- _Task description_: Lines with "required": state how many there are in the records below, and nothing else.

# # # # #

//! Device registration and management handlers.

use crate::error::RelayError;
use crate::server::AppState;
use axum::extract::{Query, State};
use axum::http::HeaderMap;
use axum::Json;
use cipherpush_core::{
    Device, DeviceRequest, DeviceView, RegisterData, StatusReport, UpstreamResponse,
};
use serde::Deserialize;

#[derive(Deserialize)]
pub struct RegisterQuery {
    #[serde(default)]
    pub devicetoken: String,
    #[serde(default)]
    pub key: String,
}

#[derive(Deserialize)]
#[serde(rename_all = "camelCase")]
pub struct TokenQuery {
    #[serde(default)]
    pub device_token: String,
}

impl TokenQuery {
    fn required(&self) -> Result<&str, RelayError> {
        let token = self.device_token.trim();
        if token.is_empty() {
            return Err(RelayError::BadRequest("deviceToken is required".to_string()));
        }
        Ok(token)
    }
}

pub async fn register(
    State(state): State<AppState>,
    Query(q): Query<RegisterQuery>,
) -> Result<Json<UpstreamResponse<RegisterData>>, RelayError> {
    let legacy = Some(q.key.as_str()).filter(|k| !k.is_empty());
    let resp = state
        .registry
        .register_from_upstream(&q.devicetoken, legacy)
        .await?;
    Ok(Json(resp))
}

pub async fn upsert(
    State(state): State<AppState>,
    Json(req): Json<DeviceRequest>,
) -> Result<Json<Device>, RelayError> {
    Ok(Json(state.registry.upsert(req).await?))
}

pub async fn generate(
    State(state): State<AppState>,
    Json(req): Json<DeviceRequest>,
) -> Result<Json<Device>, RelayError> {
    Ok(Json(state.registry.generate_config(req).await?))
}

pub async fn query(
    State(state): State<AppState>,
    Query(q): Query<TokenQuery>,
) -> Result<Json<Device>, RelayError> {
    Ok(Json(state.registry.get(q.required()?)?))
}

pub async fn query_all(State(state): State<AppState>) -> Result<Json<Vec<DeviceView>>, RelayError> {
    Ok(Json(state.registry.list_views()?))
}

pub async fn activate(
    State(state): State<AppState>,
    Query(q): Query<TokenQuery>,
) -> Result<Json<serde_json::Value>, RelayError> {
    change_status(&state, &q, "ACTIVE")
}

pub async fn stop(
    State(state): State<AppState>,
    Query(q): Query<TokenQuery>,
) -> Result<Json<serde_json::Value>, RelayError> {
    change_status(&state, &q, "STOPPED")
}

fn change_status(
    state: &AppState,
    q: &TokenQuery,
    status: &str,
) -> Result<Json<serde_json::Value>, RelayError> {
    let device = state.registry.update_status(q.required()?, status)?;
    Ok(Json(serde_json::json!({ "status": device.status })))
}

/// Device counts for callers presenting the configured `API-TOKEN`.
pub async fn status_endpoint(
    State(state): State<AppState>,
    headers: HeaderMap,
) -> Json<StatusReport> {
    let presented = headers.get("API-TOKEN").and_then(|v| v.to_str().ok());
    let authorized = matches!(
        (&state.api_token, presented),
        (Some(expected), Some(got)) if expected == got
    );
    if !authorized {
        return Json(StatusReport {
            status: "unauthorized".to_string(),
            active_device_num: 0,
            all_device_num: 0,
        });
    }

    let upstream_up = state.upstream_up().await;
    match state.registry.status_report(upstream_up) {
        Ok(report) => Json(report),
        Err(e) => {
            tracing::warn!(error = %e, "Device listing failed for status report");
            Json(StatusReport {
                status: "error".to_string(),
                active_device_num: 0,
                all_device_num: 0,
            })
        }
    }
}
//! In-memory storage backend.

use crate::models::{Device, NoticeLog};
use crate::storage::{CredentialStore, Result, StorageError};
use chrono::Utc;
use std::collections::BTreeMap;
use std::sync::{Arc, RwLock};

#[derive(Default)]
struct Inner {
    devices: BTreeMap<String, Device>,
    logs: Vec<NoticeLog>,
    next_log_id: u64,
    closed: bool,
}

/// Map-backed store. Clones share the same data.
#[derive(Clone, Default)]
pub struct MemoryStore {
    inner: Arc<RwLock<Inner>>,
}

impl MemoryStore {
    pub fn new() -> Self {
        Self::default()
    }

    fn read<T>(&self, f: impl FnOnce(&Inner) -> Result<T>) -> Result<T> {
        let guard = self
            .inner
            .read()
            .map_err(|e| StorageError::LockPoisoned(e.to_string()))?;
        if guard.closed {
            return Err(StorageError::Closed);
        }
        f(&guard)
    }

    fn write<T>(&self, f: impl FnOnce(&mut Inner) -> Result<T>) -> Result<T> {
        let mut guard = self
            .inner
            .write()
            .map_err(|e| StorageError::LockPoisoned(e.to_string()))?;
        if guard.closed {
            return Err(StorageError::Closed);
        }
        f(&mut guard)
    }
}

impl CredentialStore for MemoryStore {
    fn upsert_device(&self, mut device: Device) -> Result<Device> {
        self.write(|inner| {
            if !device.device_key.is_empty() {
                let taken = inner.devices.values().any(|d| {
                    d.device_key == device.device_key && d.device_token != device.device_token
                });
                if taken {
                    return Err(StorageError::Conflict(format!(
                        "device key {} already assigned to another device",
                        device.device_key
                    )));
                }
            }

            let now = Utc::now();
            if device.created_at.is_none() {
                device.created_at = inner
                    .devices
                    .get(&device.device_token)
                    .and_then(|existing| existing.created_at)
                    .or(Some(now));
            }
            device.updated_at = Some(now);

            inner
                .devices
                .insert(device.device_token.clone(), device.clone());
            Ok(device)
        })
    }

    fn get_device(&self, token: &str) -> Result<Device> {
        self.read(|inner| {
            inner
                .devices
                .get(token)
                .cloned()
                .ok_or_else(|| StorageError::NotFound(format!("device token {}", token)))
        })
    }

    fn get_device_by_key(&self, key: &str) -> Result<Device> {
        self.read(|inner| {
            inner
                .devices
                .values()
                .find(|d| !key.is_empty() && d.device_key == key)
                .cloned()
                .ok_or_else(|| StorageError::NotFound(format!("device key {}", key)))
        })
    }

    fn list_devices(&self) -> Result<Vec<Device>> {
        self.read(|inner| Ok(inner.devices.values().cloned().collect()))
    }

    fn list_active_devices(&self) -> Result<Vec<Device>> {
        self.read(|inner| {
            Ok(inner
                .devices
                .values()
                .filter(|d| d.is_active())
                .cloned()
                .collect())
        })
    }

    fn append_log(&self, mut entry: NoticeLog) -> Result<NoticeLog> {
        self.write(|inner| {
            inner.next_log_id += 1;
            entry.id = inner.next_log_id;
            entry.updated_at = Utc::now();
            inner.logs.push(entry.clone());
            Ok(entry)
        })
    }

    fn list_logs(&self) -> Result<Vec<NoticeLog>> {
        self.read(|inner| Ok(inner.logs.clone()))
    }

    fn close(&self) -> Result<()> {
        let mut guard = self
            .inner
            .write()
            .map_err(|e| StorageError::LockPoisoned(e.to_string()))?;
        guard.closed = true;
        Ok(())
    }
}
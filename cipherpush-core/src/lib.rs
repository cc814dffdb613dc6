//! CipherPush Core Library
//!
//! Per-device credential management, payload encryption and concurrent
//! fan-out to an upstream push-delivery service. The relay binary is a thin
//! HTTP surface over the components exported here.

pub mod config;
pub mod crypto;
pub mod dispatch;
pub mod log_query;
pub mod models;
pub mod registry;
pub mod storage;
pub mod upstream;

pub use config::{CoreConfig, CryptoConfig, DispatchConfig, UpstreamConfig};
pub use crypto::{decrypt_from_base64, encrypt_to_base64, generate_secret, CryptoError};
pub use dispatch::{BroadcastFailure, BroadcastReport, DispatchEngine};
pub use log_query::{CountEntry, DateUnit, LogDashboard, LogQueryEngine, TimeRange};
pub use models::{
    Device, DeviceStatus, DeviceView, NoticeLog, NoticeLogFilter, NoticeLogPage, NoticeRequest,
    NoticeResult, NoticeStatus, NoticeSummary, StatusReport,
};
pub use registry::{DeviceRegistry, DeviceRequest};
pub use storage::{CredentialStore, MemoryStore, SqliteStore, StorageError};
pub use upstream::{HttpPushGateway, PushGateway, RegisterData, UpstreamError, UpstreamResponse};

use thiserror::Error;

/// Result type for relay core operations
pub type Result<T> = std::result::Result<T, PushError>;

/// Error taxonomy shared by the registry and dispatch components
#[derive(Error, Debug)]
pub enum PushError {
    #[error("Validation error: {0}")]
    Validation(String),

    #[error("Not found: {0}")]
    NotFound(String),

    #[error("Invalid credential: {0}")]
    InvalidCredential(String),

    #[error("Upstream push client not configured")]
    UpstreamUnavailable,

    #[error("Registration failed: {0}")]
    RegistrationFailed(String),

    #[error("Transport failure: {0}")]
    Transport(String),

    #[error("Entropy failure: {0}")]
    Entropy(String),

    #[error("No target devices resolved")]
    NoTargetsResolved,

    #[error("Crypto error: {0}")]
    Crypto(CryptoError),

    #[error("IO failure: {0}")]
    Io(String),
}

impl From<StorageError> for PushError {
    fn from(e: StorageError) -> Self {
        match e {
            StorageError::NotFound(what) => Self::NotFound(what),
            StorageError::Conflict(what) => Self::Validation(what),
            other => Self::Io(other.to_string()),
        }
    }
}

impl From<CryptoError> for PushError {
    fn from(e: CryptoError) -> Self {
        match e {
            CryptoError::Entropy(msg) => Self::Entropy(msg),
            CryptoError::InvalidKeyLength(_) | CryptoError::InvalidIvLength { .. } => {
                Self::InvalidCredential(e.to_string())
            }
            other => Self::Crypto(other),
        }
    }
}

impl From<UpstreamError> for PushError {
    fn from(e: UpstreamError) -> Self {
        Self::Transport(e.to_string())
    }
}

# # # # #

- _Response box_: 4